Really... That bears looking into. Thanks.


----------



## deacon (Sep 12, 2003)

Yeah, Idaho, you can have all four seasons and still leave where it does not snow. Boise Blue or Bust!


----------



## GSPKurt (Dec 12, 2004)

How cold does it get?


----------



## driggy (Apr 26, 2005)

Southern Idaho is OK, and the temps in the winter are around 30-40 degrees. I can't recommend Boise though. I lived in Mt Home in the late 80s and loved it. Got out of the AF and moved to Boise in 92. Got out of there ASAP. Californians moved in and screwed it up. Idaho Falls is beautiful but not sure on temps.


----------



## Dick Monson (Aug 12, 2002)

GSPK, check your local library for one of the recent fall issues of Outdoor Life magazine. They rank the states by hunting opportunity in that issue.


----------



## Gooseguy10 (Oct 10, 2006)

Where did ND rank? MN?

You should look into moving to the Iron Range in Minnesota.....you'll love it! :eyeroll:


----------



## jcnelsn1 (Oct 28, 2008)

Bismarck was number 6 on the list. Rochester, MN was 9 and Roseau, MN was 20. Those were the only ND/MN places in the top 20. Lewiston, ID was number 1 and ID has 3 in the top 5. Here is a link:
http://www.outdoorlife.com/articles/hunting/2009/05/top-200-towns-2009

I love Bismarck and moved here for the outdoor opportunities, but if you want mild winters, this ain't the place. Unfortunately, mild winters and good hunting with good public access don't go together real well. The tough winters is what keeps the riff-raff out.


----------



## 308 (Jul 10, 2007)

Pennsylvania!


----------



## omegax (Oct 25, 2006)

I've always said that if I had to go anywhere, it would be Colorado. The winters are reasonable, it's dry enough to not have many bugs, and there's enough National Forest for me to hunt in. Their was also a Field and Stream (or was it Outdoor Life?) article not too long ago with the best places to live for sportsmen. Check that thing out.

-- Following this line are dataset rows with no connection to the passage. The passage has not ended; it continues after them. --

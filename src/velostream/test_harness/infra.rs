//! Embedded broker lifecycle
//!
//! Stands up an isolated coordination service and broker for the duration of
//! a closure:
//! - every service gets a fresh temp directory and an OS-assigned port
//! - the bound port is read back from the running service
//! - connection strings are published through scoped
//!   [`ClientSettings`](crate::velostream::config::ClientSettings), visible
//!   only to the current thread
//! - services are stopped and owned directories removed on every exit path,
//!   including `Err` returns and panics
//!
//! ```rust
//! use velostream_kafka::velostream::test_harness::with_test_broker;
//! use velostream_kafka::{KafkaConsumer, KafkaProducer, ProducerRecord, Value};
//! use std::time::Duration;
//!
//! with_test_broker(|| {
//!     let producer = KafkaProducer::new()?;
//!     producer.send(ProducerRecord::new("greetings", Value::from("hi"))).get()?;
//!
//!     let consumer = KafkaConsumer::new("doc-group")?;
//!     consumer.subscribe("greetings")?;
//!     let records = consumer.poll_once(Duration::from_secs(1))?.into_records()?;
//!     assert_eq!(records[0].value(), &Value::from("hi"));
//!     Ok::<_, velostream_kafka::TestHarnessError>(())
//! })
//! .unwrap();
//! ```

use super::error::{TestHarnessError, TestHarnessResult};
use super::memory::MemoryBackend;
use crate::velostream::config;
use crate::velostream::kafka::client::{BrokerClient, Properties};
use std::path::Path;
use std::sync::Arc;
use tempfile::TempDir;

pub const LOG_DIR: &str = "log.dir";
pub const LOG_DIRS: &str = "log.dirs";
pub const PORT: &str = "port";
pub const ZOOKEEPER_CONNECT: &str = "zookeeper.connect";
pub const DATA_DIR: &str = "dataDir";
pub const CLIENT_PORT: &str = "clientPort";

/// A service the harness can start, locate and stop
pub trait EmbeddedService: Send {
    fn start(&mut self) -> TestHarnessResult<()>;

    /// Port the running service actually listens on
    fn bound_port(&self) -> Option<u16>;

    /// Begin shutting down; safe to call on a service that never started
    fn shutdown(&mut self) -> TestHarnessResult<()>;

    /// Wait until shutdown has completed
    fn await_shutdown(&mut self) -> TestHarnessResult<()>;
}

/// Builds coordination services and brokers, and the client that reaches
/// the brokers it builds
pub trait EmbeddedBackend {
    fn coordination_service(
        &self,
        properties: &Properties,
    ) -> TestHarnessResult<Box<dyn EmbeddedService>>;

    fn broker(&self, properties: &Properties) -> TestHarnessResult<Box<dyn EmbeddedService>>;

    fn client(&self) -> Arc<dyn BrokerClient>;
}

/// Stops the wrapped service when dropped
///
/// The normal path calls [`stop`](Self::stop) to see shutdown errors; the
/// drop path only logs them.
pub struct ServiceGuard {
    name: &'static str,
    service: Option<Box<dyn EmbeddedService>>,
}

impl ServiceGuard {
    pub fn new(name: &'static str, service: Box<dyn EmbeddedService>) -> Self {
        Self {
            name,
            service: Some(service),
        }
    }

    pub fn start(&mut self) -> TestHarnessResult<()> {
        match self.service.as_mut() {
            Some(service) => service.start(),
            None => Err(TestHarnessError::infra(format!(
                "{} already stopped",
                self.name
            ))),
        }
    }

    pub fn port(&self) -> TestHarnessResult<u16> {
        self.service
            .as_ref()
            .and_then(|s| s.bound_port())
            .ok_or_else(|| TestHarnessError::infra(format!("{} is not listening", self.name)))
    }

    /// Shut down and wait for completion
    pub fn stop(mut self) -> TestHarnessResult<()> {
        self.stop_inner()
    }

    fn stop_inner(&mut self) -> TestHarnessResult<()> {
        let Some(mut service) = self.service.take() else {
            return Ok(());
        };
        log::debug!("Stopping {}", self.name);
        service
            .shutdown()
            .and_then(|_| service.await_shutdown())
            .map_err(|e| TestHarnessError::Shutdown {
                message: format!("{}: {}", self.name, e),
            })
    }
}

impl Drop for ServiceGuard {
    fn drop(&mut self) {
        if self.service.is_some() {
            if let Err(e) = self.stop_inner() {
                log::warn!("Failed to stop {}: {}", self.name, e);
            }
        }
    }
}

fn create_temp_dir(prefix: &str) -> TestHarnessResult<TempDir> {
    let dir = tempfile::Builder::new()
        .prefix(&format!("velostream-{}-", prefix))
        .tempdir()
        .map_err(|e| TestHarnessError::IoError {
            message: format!("Failed to create temp directory: {}", e),
            path: std::env::temp_dir().display().to_string(),
        })?;
    log::debug!("Created temp directory: {}", dir.path().display());
    Ok(dir)
}

fn remove_temp_dir(dir: TempDir) {
    let path = dir.path().to_path_buf();
    if let Err(e) = dir.close() {
        log::warn!("Failed to remove temp directory {}: {}", path.display(), e);
    }
}

fn path_value(path: &Path) -> String {
    path.display().to_string()
}

/// Combine the body's outcome with the service shutdown
///
/// A shutdown failure is reported but never hides an error the body
/// already returned.
fn finish<T, E>(result: Result<T, E>, guard: ServiceGuard) -> Result<T, E>
where
    E: From<TestHarnessError>,
{
    let name = guard.name;
    match (result, guard.stop()) {
        (Ok(value), Ok(())) => Ok(value),
        (Ok(_), Err(e)) => {
            log::error!("{}", e);
            Err(e.into())
        }
        (Err(body), Ok(())) => Err(body),
        (Err(body), Err(e)) => {
            log::error!("{} shutdown failed while unwinding an error: {}", name, e);
            Err(body)
        }
    }
}

/// Run `body` with a coordination service up
///
/// The service gets its own temp data directory and an OS-assigned client
/// port; `localhost:<port>` is published as the scoped `zookeeper_connect`.
pub fn with_zookeeper<B, T, E, F>(backend: &B, body: F) -> Result<T, E>
where
    B: EmbeddedBackend + ?Sized,
    E: From<TestHarnessError>,
    F: FnOnce() -> Result<T, E>,
{
    let data_dir = create_temp_dir("zookeeper")?;
    let properties = Properties::from([
        (DATA_DIR.to_string(), path_value(data_dir.path())),
        (CLIENT_PORT.to_string(), "0".to_string()),
    ]);

    let mut guard = ServiceGuard::new("coordination service", backend.coordination_service(&properties)?);
    guard.start()?;
    let connect = format!("localhost:{}", guard.port()?);
    log::info!("Coordination service listening on {}", connect);

    let result = config::scoped(|s| s.zookeeper_connect = Some(connect), body);
    let result = finish(result, guard);
    remove_temp_dir(data_dir);
    result
}

/// Run `body` with a broker up
///
/// Defaults `{log.dir: <fresh temp dir>, port: 0, zookeeper.connect: <scoped
/// value>}` are overridden by `overlay`. When the overlay names `log.dir` or
/// `log.dirs` the caller owns that directory and it is left in place.
/// `localhost:<port>` becomes the scoped bootstrap servers and the backend's
/// client becomes the scoped broker client.
pub fn with_broker<B, T, E, F>(backend: &B, overlay: &Properties, body: F) -> Result<T, E>
where
    B: EmbeddedBackend + ?Sized,
    E: From<TestHarnessError>,
    F: FnOnce() -> Result<T, E>,
{
    let owned_dir = if overlay.contains_key(LOG_DIR) || overlay.contains_key(LOG_DIRS) {
        None
    } else {
        Some(create_temp_dir("kafka")?)
    };

    let mut properties = Properties::new();
    if let Some(dir) = &owned_dir {
        properties.insert(LOG_DIR.to_string(), path_value(dir.path()));
    }
    properties.insert(PORT.to_string(), "0".to_string());
    if let Some(connect) = config::current().zookeeper_connect {
        properties.insert(ZOOKEEPER_CONNECT.to_string(), connect);
    }
    properties.extend(overlay.iter().map(|(k, v)| (k.clone(), v.clone())));

    let mut guard = ServiceGuard::new("broker", backend.broker(&properties)?);
    guard.start()?;
    let bootstrap_servers = format!("localhost:{}", guard.port()?);
    log::info!("Broker listening on {}", bootstrap_servers);

    let client = backend.client();
    let result = config::scoped(
        |s| {
            s.bootstrap_servers = bootstrap_servers;
            s.client = client;
        },
        body,
    );
    let result = finish(result, guard);
    if let Some(dir) = owned_dir {
        remove_temp_dir(dir);
    }
    result
}

/// Run `body` against a fresh in-process coordination service and broker
pub fn with_test_broker<T, E, F>(body: F) -> Result<T, E>
where
    E: From<TestHarnessError>,
    F: FnOnce() -> Result<T, E>,
{
    let backend = MemoryBackend::new();
    with_zookeeper(&backend, || with_broker(&backend, &Properties::new(), body))
}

NM crossed my mind, too. I haven't done more than drive through, but the northern part seemed really nice. The southern part isn't my bag. I've also got friends who really enjoy southern Utah.


----------



## duckslyr (Nov 27, 2008)

I just recently moved to ND from Idaho and will agree with what was said earlier about the californians taking over the boise area. I moved to Mountain Home in early 2002 and it is a world of differant just in the 7 years i lived there. if you move to the Mtn Home area it isnt bad and you can hunt quail, pheasant, ducks, geese, antelope, elk, mule deer, white tail................you get the idea. all of that within 30 minutes of town. last winter was the worst i ever saw there and it still wasnt bad. with the wind chill you will get below 0 every once and a while, but its not all that bad. since it is high desert it is dry and the bugs are not terrible. my favorite part about idaho is the fact that it is somewhere around 70% public land. even though anybody can go where ever they want you can still get out in the mountains and not see another person for weeks while hunting.


----------